Walking through town last night, I squinted until everything was blurry – until it was 1998 again, the last time I lived here. I listened to someone explaining the finer points of making up a rollie. I watched as the side of the church cracked open, spilling buttery light and rosy-cheeked young urchins onto the street (and since my eyes were half-shut I couldn’t see their cigarettes or cans of lager). I squinted at the rebranded kebab shop until its name changed back.

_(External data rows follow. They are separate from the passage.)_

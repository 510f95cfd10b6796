//! Per-request context injected by middleware.

/// Transaction id for the current request, propagated to both upstream calls.
#[derive(Debug, Clone)]
pub struct RequestContext {
    pub request_id: String,
}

The streets looked too wide – explained by the fact that they’ve recently been widened – and the same shops are constantly in flux while others endure as fixed points in time and space. The latter are a marvel. For every safe, sensible attempt at yet another bakery or grocery store there’s something so wildly nichey that it couldn’t even survive in York (a city that has a shop selling Christmas decorations all year round). At an inaccessible end of the roundabout near St Nicholas’s Church there’s a Fung Shui shop. It’s a shop that sells Fung Shui. In East Yorkshire. To Yorkshire people. And yet somehow it’s survived for at least the last half-decade. I’m fascinated by this Shackleton-like feat of endurance, flying in the face of every commercial law I know. I want to know more. There’s obviously a story there.

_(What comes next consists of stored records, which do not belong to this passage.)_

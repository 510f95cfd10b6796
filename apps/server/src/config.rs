//! Service configuration.
//!
//! Loaded from an optional `config/default` file, then overridden from the
//! environment with the `CONCORD` prefix and `__` separator, e.g.
//! `CONCORD__SERVER__PORT=8080` or
//! `CONCORD__UPSTREAM__CONCEPT_SEARCH_URL=http://concept-search-api:8080`.

use serde::Deserialize;
use std::net::{IpAddr, SocketAddr};
use url::Url;

#[derive(Debug, Clone, Default, Deserialize)]
#[serde(default)]
pub struct Config {
    pub app: AppConfig,
    pub server: ServerConfig,
    pub upstream: UpstreamConfig,
    pub logging: LoggingConfig,
}

#[derive(Debug, Clone, Deserialize)]
#[serde(default)]
pub struct AppConfig {
    pub system_code: String,
    pub name: String,
    pub description: String,
}

#[derive(Debug, Clone, Deserialize)]
#[serde(default)]
pub struct ServerConfig {
    pub host: String,
    pub port: u16,
}

#[derive(Debug, Clone, Deserialize)]
#[serde(default)]
pub struct UpstreamConfig {
    /// Base URL of the concept search API.
    pub concept_search_url: String,
    /// Base URL of the public concordances API.
    pub public_concordances_url: String,
    /// Timeout for each outbound upstream call, in seconds.
    pub timeout_seconds: u64,
}

#[derive(Debug, Clone, Deserialize)]
#[serde(default)]
pub struct LoggingConfig {
    pub level: String,
    pub json: bool,
}

impl Default for AppConfig {
    fn default() -> Self {
        Self {
            system_code: "internal-concordances".to_string(),
            name: "internal-concordances".to_string(),
            description: "UPP Internal Concordances".to_string(),
        }
    }
}

impl Default for ServerConfig {
    fn default() -> Self {
        Self {
            host: "0.0.0.0".to_string(),
            port: 8080,
        }
    }
}

impl Default for UpstreamConfig {
    fn default() -> Self {
        Self {
            concept_search_url: "http://concept-search-api:8080".to_string(),
            public_concordances_url: "http://public-concordances-api:8080".to_string(),
            timeout_seconds: 8,
        }
    }
}

impl Default for LoggingConfig {
    fn default() -> Self {
        Self {
            level: "info".to_string(),
            json: true,
        }
    }
}

impl Config {
    pub fn load() -> anyhow::Result<Self> {
        dotenvy::dotenv().ok();

        let config = config::Config::builder()
            .add_source(config::File::with_name("config/default").required(false))
            .add_source(
                config::Environment::with_prefix("CONCORD")
                    .separator("__")
                    .try_parsing(true),
            )
            .build()?;

        Ok(config.try_deserialize()?)
    }

    /// Reject unusable configuration before any listener or client is built.
    pub fn validate(&self) -> Result<(), String> {
        Url::parse(&self.upstream.concept_search_url)
            .map_err(|e| format!("invalid concept search URL: {e}"))?;
        Url::parse(&self.upstream.public_concordances_url)
            .map_err(|e| format!("invalid public concordances URL: {e}"))?;

        if self.upstream.timeout_seconds == 0 {
            return Err("upstream timeout must be greater than zero".to_string());
        }

        Ok(())
    }

    pub fn socket_addr(&self) -> anyhow::Result<SocketAddr> {
        let ip: IpAddr = self
            .server
            .host
            .parse()
            .map_err(|e| anyhow::anyhow!("invalid listen host {}: {e}", self.server.host))?;
        Ok(SocketAddr::new(ip, self.server.port))
    }
}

Even if I squinted, the boarded-up Amusements along the sea-front stubbornly remained shut. I dimly remember going in Dave’s (above) – distinctly remember walking through the doors, but nothing else, as if I’ve had that memory surgically removed by someone desperately covering their tracks and/or hiding just how bad it was in there. All the amusement arcades are derelict buildings waiting to have their roles reimagined – even the mighty Pastimes. There’s a hint of Pripiat about the place, except it’s not radioactivity, it’s apathy.

Squinting goes some way to hiding all that. But squinting is dishonest, and so very 1998; it reminds me to who I used to be when I’d rather concentrate on who I am now. Also, squinting gives you frown-lines. Being English, I already have enough of them.

So while I’m back here, I’ll open my eyes and see what happens.